Governador Pivetta lança 'Aliança pela Água' para resolver crise histórica de abastecimento no município através de parceria público-institucional
O governador Otaviano Pivetta (Republicanos) formalizou, na quarta-feira (22), um Termo de Ajustamento de Conduta (TAC) que destina R$ 60 milhões para enfrentar os problemas crônicos de distribuição de água em Várzea Grande. O acordo foi celebrado em conjunto com o Ministério Público Estadual, Tribunal de Contas e a administração municipal.

O instrumento legal, intitulado "Aliança pela Água", reconhece que o acesso à água constitui um direito fundamental e estabelece um programa emergencial de intervenções e modernizações na infraestrutura do Departamento de Água e Esgoto de Várzea Grande (DAE), visando corrigir deficiências estruturais e operacionais acumuladas ao longo dos anos.
"Não existe prioridade maior que garantir água nas casas dos moradores. Esse desafio persiste há décadas no município e necessitava de uma abordagem integrada. Por meio deste TAC, o Estado contribuirá com os recursos indispensáveis para assegurar acesso à água em todo o território várzea-grandense", declarou o governador Pivetta.
O termo representa resultado de negociação entre instituições diversas, motivada pela atuação do Tribunal de Contas Estadual, que identificou o abastecimento deficiente como questão estrutural de longa duração, agravada pela condição de insolvência financeira do DAE.

Os recursos destinados garantirão a reestruturação completa do departamento, compreendendo aquisição de equipamentos modernos, máquinas operacionais e ajustes infraestruturais capazes de restabelecer a funcionalidade do sistema.
A prefeita Flávia Moretti (PL) reconheceu o TAC como resposta concreta às demandas históricas do município. "Nossa aspiração é disponibilizar água adequada aos vårzea-grandenses, e este acordo representa uma transformação real na conjuntura municipal, resultado que não seria alcançado sem a articulação dos parceiros institucionais", afirmou a chefe do executivo.
O conselheiro Antônio Joaquim ressaltou a importância da cooperação institucional para beneficiar a população. "Os cidadãos não distinguem entre órgãos reguladores; desejam água em suas residências, serviços de saúde operacionais, infraestrutura viária adequada.

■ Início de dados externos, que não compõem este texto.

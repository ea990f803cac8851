//! Phases 4-7 (spec §4.1): materialize missions and steps from approved
//! proposals, close finished missions, and escalate stuck ones.

use chrono::Utc;
use serde_json::json;

use crate::domain::errors::DomainResult;
use crate::domain::models::{
    Event, Mission, MissionStatus, Proposal, ProposalStatus, Step, StepStatus,
};
use crate::domain::ports::hook::{HookContext, HookDecision, HookPoint};
use crate::domain::ports::{
    AgentRepository, BoardClient, EventRepository, MissionFilter, MissionRepository,
    ProposalFilter, ProposalRepository, StepRepository,
};

use super::Orchestrator;

impl Orchestrator {
    /// Phase 4: every APPROVED proposal without a mission yet gets a
    /// PLANNED mission (spec §4.1.4).
    pub(super) async fn materialize_missions(&self) -> DomainResult<u64> {
        let approved = self
            .proposal_repo
            .list(ProposalFilter { project_id: None, status: Some(ProposalStatus::Approved) })
            .await?;

        let mut created = 0u64;
        for proposal in approved {
            if self.mission_repo.get_by_proposal(proposal.id).await?.is_some() {
                continue;
            }
            let mission = build_mission(&proposal);
            self.mission_repo.create(&mission).await?;
            created += 1;
        }
        Ok(created)
    }

    /// Phase 5: every PLANNED mission without steps gets the default
    /// 4-step plan and flips to ACTIVE (spec §4.1.5).
    pub(super) async fn materialize_steps(&self) -> DomainResult<u64> {
        let planned = self
            .mission_repo
            .list(MissionFilter { project_id: None, status: Some(MissionStatus::Planned) })
            .await?;

        let mut created = 0u64;
        for mut mission in planned {
            let existing = self.step_repo.list_by_mission(mission.id).await?;
            if !existing.is_empty() {
                continue;
            }

            let steps = Step::default_plan(mission.id, &mission.title);
            created += steps.len() as u64;
            self.step_repo.create_many(&steps).await?;

            mission.status = MissionStatus::Active;
            self.mission_repo.update(&mission).await?;
        }
        Ok(created)
    }

    /// Phase 6: ACTIVE missions whose steps are all COMPLETED close out
    /// (spec §4.1.6).
    pub(super) async fn close_completed_missions(&self) -> DomainResult<u64> {
        let active = self
            .mission_repo
            .list(MissionFilter { project_id: None, status: Some(MissionStatus::Active) })
            .await?;

        let mut closed = 0u64;
        for mut mission in active {
            let steps = self.step_repo.list_by_mission(mission.id).await?;
            if steps.is_empty() || !steps.iter().all(|s| s.status == StepStatus::Completed) {
                continue;
            }

            mission.status = MissionStatus::Completed;
            mission.completed_at = Some(Utc::now());
            self.mission_repo.update(&mission).await?;

            let event = Event::new(
                "mission.completed",
                mission.project_id,
                json!({ "mission_id": mission.id.to_string() }),
            );
            self.event_repo.append(&event).await?;

            let ctx = HookContext::new().with_entity(mission.project_id, mission.id);
            if let Ok(HookDecision::Block(reason)) = self.hook_bus.fire(HookPoint::OnMissionComplete, &ctx).await {
                tracing::warn!(mission_id = %mission.id, reason = %reason, "on_mission_complete hook blocked (advisory only, mission already closed)");
            }

            self.report_mission_to_board(&mission).await;

            closed += 1;
        }
        Ok(closed)
    }

    /// Phase 7: ACTIVE missions with at least one FAILED step and nothing
    /// left in flight escalate to the board as an ask-user (spec §4.1.7).
    pub(super) async fn escalate_stuck_missions(&self) -> DomainResult<u64> {
        let active = self
            .mission_repo
            .list(MissionFilter { project_id: None, status: Some(MissionStatus::Active) })
            .await?;

        let mut escalated = 0u64;
        for mission in active {
            let steps = self.step_repo.list_by_mission(mission.id).await?;
            let failed_step = steps.iter().find(|s| s.status == StepStatus::Failed);
            let still_in_flight = steps.iter().any(|s| {
                matches!(s.status, StepStatus::Pending | StepStatus::Claimed | StepStatus::Running)
            });
            let Some(failed_step) = failed_step else { continue };
            if still_in_flight {
                continue;
            }

            let ctx = HookContext::new().with_entity(mission.project_id, mission.id);
            if let Ok(HookDecision::Block(reason)) = self.hook_bus.fire(HookPoint::OnStuckCheck, &ctx).await {
                tracing::info!(mission_id = %mission.id, reason = %reason, "on_stuck_check hook suppressed escalation");
                continue;
            }

            if let Some(board) = self.board_client.as_ref() {
                let proposal = self.proposal_repo.get(mission.proposal_id).await?;
                let mc_board_id = proposal.as_ref().and_then(|p| p.mc_board_id.clone());
                if let Some(mc_board_id) = mc_board_id {
                    let content = format!(
                        "Mission '{}' is stuck.\nFailed step: {} ({})\nError: {}\n\nPlease advise: retry, skip, or cancel?",
                        mission.title,
                        failed_step.title,
                        failed_step.step_type.as_str(),
                        failed_step.error.as_deref().unwrap_or("unknown"),
                    );
                    let correlation_id = format!("stuck-mission-{}", mission.id);
                    board.ask_user(&mc_board_id, &content, Some(&correlation_id)).await?;
                }
            }

            let event = Event::new(
                "mission.escalated",
                mission.project_id,
                json!({ "mission_id": mission.id.to_string() }),
            );
            self.event_repo.append(&event).await?;
            escalated += 1;
        }
        Ok(escalated)
    }

    /// Reports mission completion back to the originating board for
    /// board-synced proposals: an activity comment plus a status
    /// transition to "review" (grounded on `_report_mission_to_mc`).
    async fn report_mission_to_board(&self, mission: &Mission) {
        let Some(board) = self.board_client.as_ref() else { return };

        let proposal = match self.proposal_repo.get(mission.proposal_id).await {
            Ok(p) => p,
            Err(e) => {
                tracing::warn!(mission_id = %mission.id, error = %e, "failed to load proposal for board report");
                return;
            }
        };
        let Some(proposal) = proposal else { return };
        let (Some(mc_board_id), Some(mc_task_id)) = (&proposal.mc_board_id, &proposal.mc_task_id) else {
            return;
        };

        let agent_name = match mission.assigned_agent_id {
            Some(agent_id) => self
                .agent_repo
                .get(agent_id)
                .await
                .ok()
                .flatten()
                .map(|a| a.name)
                .unwrap_or_else(|| "AgentLoop".to_string()),
            None => "AgentLoop".to_string(),
        };

        let comment = format!("Mission completed: {}", mission.title);
        if let Err(e) = board.post_comment(mc_board_id, mc_task_id, &comment).await {
            tracing::warn!(mission_id = %mission.id, error = %e, "MC outbound comment failed");
            return;
        }
        let status_comment = format!("Completed by {agent_name} via AgentLoop.");
        if let Err(e) = board.update_task_status(mc_board_id, mc_task_id, "review", Some(&status_comment)).await {
            tracing::warn!(mission_id = %mission.id, error = %e, "MC outbound status update failed");
        }
    }
}

fn build_mission(proposal: &Proposal) -> Mission {
    Mission::new(proposal.id, proposal.project_id, proposal.title.clone(), proposal.description.clone(), None)
}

Nosso compromisso é facilitar a execução de políticas públicas, atuando conjuntamente com MP, Estado e Município para resolver a crise do DAE", observou.
O procurador-geral de Justiça, Rodrigo Fonseca, enfatizou que as instituições buscaram solução consensual para a crise. "Embora o problema seja conhecido, precisamos entregar respostas concretas. Optamos por uma abordagem menos intrusiva e consensual, e hoje materializamos esse TAC como marco inicial para restaurar o abastecimento de água adequado", assinalou Fonseca.
A estrutura do TAC inclui criação de comitê executivo responsável por formular o plano operacional emergencial, com vigência inicial de doze meses. O colegiado reunirá representantes estaduais e municipais, contando com participação das procuradorias gerais envolvidas.